School children across Japan carry leather backpacks called "randoseru" (ランドセル). Traditionally, kids have carried one of two colours: black for boys, and red for girls. In recent years, however, that's changed.
Randoseru, which comes from the Dutch word "ransel", or "backpack", vary in price. It's possible to find them for around $80, but the all-leather backpacks which most parents buy are around $300 and get as expensive as $800 or $900 -- or even more, depending on the materials and whether or not they are made in Japan. Most randoseru are made in Japan, and this is used as a selling point. Remember, these are bags that are built to last -- and to be used by children from first grade to sixth grade. They need to be well-made, because kids carry the same bag for six years.
Earlier this year, American actress Zooey Deschanel was spotted carrying a randoseru in New York. This actually made morning talk shows in Japan, because it's very surprising for Japanese to see adults carry randoseru. They have such a strong connection with childhood in Japan. Also, the fact the bag had been repurposed for fashion also surprised Japanese viewers (though, some Japanese hipsters have also been known to carry them ironically).
Picture: Chibi Maruko
While other colours besides black and red existed in the past, such as a light red or blue, it wasn't until the last 10 years that there has been a greater variety in colours and design. Perhaps previous generations might have been more reluctant to carry unusual colours -- that, or the variety that exists today simply didn't exist. Japanese fashion got rather outrageous during the '90s and early '00s, and the youth of those decades are now parents, possibly explaining why these randoseru exist.
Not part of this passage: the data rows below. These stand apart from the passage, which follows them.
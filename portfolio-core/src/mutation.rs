//! Content mutations over the document's entity sequences
//!
//! Each of the six collections gets the same four operations:
//!
//! | operation | effect                                          | not found |
//! |-----------|-------------------------------------------------|-----------|
//! | `add`     | append, caller supplies the id                  | -         |
//! | `update`  | merge the set fields of a patch into the record | no-op     |
//! | `remove`  | drop the record                                 | no-op     |
//! | `move`    | swap with the neighbour above or below          | no-op     |
//!
//! The methods here only edit the document and report whether it changed.
//! Stamping `lastUpdated`, caching and remote persistence belong to the
//! store that owns the document.

use serde::de::DeserializeOwned;
use serde::{Deserialize, Serialize};
use std::fmt;
use std::str::FromStr;
use uuid::Uuid;

use crate::document::{CustomIcons, PhotoStats, PortfolioDocument, SeStats};
use crate::entities::{
    Achievement, AchievementCategory, Experience, PortfolioCategory, Project, ProjectStatus,
    Service, Skill, SkillCategory, SkillLevel,
};

/// Generate a collision-resistant id for a new entity record
pub fn new_entity_id() -> String {
    Uuid::new_v4().to_string()
}

// ============================================================================
// Errors
// ============================================================================

#[derive(Debug, Clone, PartialEq, Eq, thiserror::Error)]
pub enum MutationError {
    #[error("{collection} already contains an entry with id '{id}'")]
    DuplicateId { collection: Collection, id: String },
}

#[derive(Debug, Clone, PartialEq, Eq, thiserror::Error)]
pub enum ParseError {
    #[error("unknown collection '{0}'")]
    UnknownCollection(String),

    #[error("unknown direction '{0}' (expected up or down)")]
    UnknownDirection(String),
}

// ============================================================================
// Collection / Direction
// ============================================================================

/// The six entity sequences of a portfolio document
#[derive(Debug, Clone, Copy, PartialEq, Eq, Hash)]
pub enum Collection {
    Skills,
    Projects,
    Experiences,
    Achievements,
    Services,
    PortfolioCategories,
}

impl Collection {
    pub const ALL: [Collection; 6] = [
        Collection::Skills,
        Collection::Projects,
        Collection::Experiences,
        Collection::Achievements,
        Collection::Services,
        Collection::PortfolioCategories,
    ];

    /// JSON key of the sequence inside the document
    pub fn as_str(&self) -> &'static str {
        match self {
            Collection::Skills => "skills",
            Collection::Projects => "projects",
            Collection::Experiences => "experiences",
            Collection::Achievements => "achievements",
            Collection::Services => "services",
            Collection::PortfolioCategories => "portfolioCategories",
        }
    }
}

impl fmt::Display for Collection {
    fn fmt(&self, f: &mut fmt::Formatter<'_>) -> fmt::Result {
        f.write_str(self.as_str())
    }
}

impl FromStr for Collection {
    type Err = ParseError;

    fn from_str(s: &str) -> Result<Self, Self::Err> {
        match s.to_ascii_lowercase().replace(['-', '_'], "").as_str() {
            "skills" | "skill" => Ok(Collection::Skills),
            "projects" | "project" => Ok(Collection::Projects),
            "experiences" | "experience" => Ok(Collection::Experiences),
            "achievements" | "achievement" => Ok(Collection::Achievements),
            "services" | "service" => Ok(Collection::Services),
            "portfoliocategories" | "portfoliocategory" | "categories" => {
                Ok(Collection::PortfolioCategories)
            }
            _ => Err(ParseError::UnknownCollection(s.to_string())),
        }
    }
}

/// Direction for [`PortfolioDocument::move_entry`]
#[derive(Debug, Clone, Copy, PartialEq, Eq)]
pub enum Direction {
    /// Towards index 0
    Up,
    /// Towards the end of the sequence
    Down,
}

impl FromStr for Direction {
    type Err = ParseError;

    fn from_str(s: &str) -> Result<Self, Self::Err> {
        match s.to_ascii_lowercase().as_str() {
            "up" => Ok(Direction::Up),
            "down" => Ok(Direction::Down),
            _ => Err(ParseError::UnknownDirection(s.to_string())),
        }
    }
}

// ============================================================================
// Traits
// ============================================================================

/// A record living in one of the document's sequences
pub trait Entity: Clone + Serialize + DeserializeOwned + Send + Sync + 'static {
    const COLLECTION: Collection;

    fn id(&self) -> &str;

    fn sequence(doc: &PortfolioDocument) -> &[Self];

    fn sequence_mut(doc: &mut PortfolioDocument) -> &mut Vec<Self>;
}

/// Partial update for an [`Entity`]; unset fields leave the record untouched
pub trait EntityPatch: Default + PartialEq + Send + 'static {
    type Target: Entity;

    fn apply_to(self, target: &mut Self::Target);

    fn is_empty(&self) -> bool {
        *self == Self::default()
    }
}

fn merge<T>(slot: &mut T, value: Option<T>) {
    if let Some(v) = value {
        *slot = v;
    }
}

fn merge_opt<T>(slot: &mut Option<T>, value: Option<T>) {
    if value.is_some() {
        *slot = value;
    }
}

// ============================================================================
// Document operations
// ============================================================================

impl PortfolioDocument {
    /// Append a record. Ids must be unique within the sequence.
    pub fn add<E: Entity>(&mut self, record: E) -> Result<(), MutationError> {
        if E::sequence(self).iter().any(|r| r.id() == record.id()) {
            return Err(MutationError::DuplicateId {
                collection: E::COLLECTION,
                id: record.id().to_string(),
            });
        }
        E::sequence_mut(self).push(record);
        Ok(())
    }

    /// Merge `patch` into the record with `id`. Returns false if absent or
    /// if the patch sets nothing.
    pub fn update<P: EntityPatch>(&mut self, id: &str, patch: P) -> bool {
        if patch.is_empty() {
            return false;
        }
        match P::Target::sequence_mut(self).iter_mut().find(|r| r.id() == id) {
            Some(record) => {
                patch.apply_to(record);
                true
            }
            None => false,
        }
    }

    /// Remove the record with `id`. Returns false if absent.
    pub fn remove<E: Entity>(&mut self, id: &str) -> bool {
        let seq = E::sequence_mut(self);
        let before = seq.len();
        seq.retain(|r| r.id() != id);
        seq.len() != before
    }

    /// Swap the record with its neighbour. Returns false at the sequence
    /// boundaries or if `id` is absent.
    pub fn move_entry<E: Entity>(&mut self, id: &str, direction: Direction) -> bool {
        let seq = E::sequence_mut(self);
        let Some(index) = seq.iter().position(|r| r.id() == id) else {
            return false;
        };
        let neighbour = match direction {
            Direction::Up => index.checked_sub(1),
            Direction::Down => Some(index + 1).filter(|n| *n < seq.len()),
        };
        match neighbour {
            Some(other) => {
                seq.swap(index, other);
                true
            }
            None => false,
        }
    }

    /// Shallow-merge into the profile. Returns false for an empty patch.
    pub fn update_profile(&mut self, patch: ProfilePatch) -> bool {
        if patch == ProfilePatch::default() {
            return false;
        }
        let p = &mut self.profile;
        merge(&mut p.name, patch.name);
        merge(&mut p.role, patch.role);
        merge(&mut p.welcome_message, patch.welcome_message);
        merge_opt(&mut p.avatar_url, patch.avatar_url);
        merge_opt(&mut p.background_image_url, patch.background_image_url);
        merge_opt(&mut p.years_of_experience, patch.years_of_experience);
        merge_opt(&mut p.projects_count, patch.projects_count);
        merge_opt(&mut p.clients_count, patch.clients_count);
        merge_opt(&mut p.technologies_count, patch.technologies_count);
        merge_opt(&mut p.custom_icons, patch.custom_icons);
        merge_opt(&mut p.se_stats, patch.se_stats);
        merge_opt(&mut p.photo_stats, patch.photo_stats);
        true
    }
}

// ============================================================================
// Profile patch
// ============================================================================

#[derive(Debug, Clone, Default, PartialEq, Serialize, Deserialize)]
#[serde(rename_all = "camelCase", default)]
pub struct ProfilePatch {
    pub name: Option<String>,
    pub role: Option<String>,
    pub welcome_message: Option<String>,
    pub avatar_url: Option<String>,
    pub background_image_url: Option<String>,
    pub years_of_experience: Option<f64>,
    pub projects_count: Option<f64>,
    pub clients_count: Option<f64>,
    pub technologies_count: Option<f64>,
    pub custom_icons: Option<CustomIcons>,
    pub se_stats: Option<SeStats>,
    pub photo_stats: Option<PhotoStats>,
}

// ============================================================================
// Entity impls and patches
// ============================================================================

impl Entity for Skill {
    const COLLECTION: Collection = Collection::Skills;

    fn id(&self) -> &str {
        &self.id
    }

    fn sequence(doc: &PortfolioDocument) -> &[Self] {
        &doc.skills
    }

    fn sequence_mut(doc: &mut PortfolioDocument) -> &mut Vec<Self> {
        &mut doc.skills
    }
}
Even with that in mind, my oldest son carries a black randoseru. That colour, along with red, are probably still the most common -- and traditional. (Note: some girls carry black randoseru too!) Looking at neighbour kids and family friends, black and red still rule, but for those looking for slightly different randoseru, there are these.
Like cowboy randoseru. Which I think is totally rad.
It also comes in "Choco Pink", among several other colours.
These are standard looking randoseru with a Mario twist. They're probably an ideal compromise for parents reluctant to let their kids carry garish randoseru and for kids who want something a little more exciting than your standard satchel.
This line of randoseru is called "Luminous Glare", which actually sounds kind of mean!
These randoseru are made from all sorts of things -- like snake, wild boar, ostrich, long-tailed fowl as well as gold and platinum. The prices are astronomical, and normal children do not carry these. Heck, neither do abnormal children, so I doubt this retailer ever sells these. They seem more like PR stunts.
Are those garter belts? No, but they sure look like 'em. These bags are priced at around $US550 each.
Even Nike has been getting in on the randoseru business! The satchels themselves are not unusual looking, but rather, the fact that Nike, an American sports appeal company, is selling them, is.
And where there's Nike, there's probably Puma. Note that this is simply Puma-branded. It's actually from a famous Japanese randoseru maker. This model costs over $US600.
This is priced at 95,040 yen or around $US905.
This one is 97,200 yen -- which is $US925.
And a rock and roll style Hysteric Glamor skull randoseru will set you back a cool 126,000 yen or $US1,200. That's a lot of a kid's school bag!
This is actually a "randoseru for adults" from a hipster bag company called Akujidou. Priced at 118,000 yen, the randoseru is actually cheaper than some of the school-use ones. But they are playfully crafted and designed to fit adults (instead of regular randoseru, which are made for children), so it's perfect if you want to go skateboarding.
Or ride a bicycle with a top hat.
Or whatever. Call me a traditionalist, but I still think plain old black and red look best.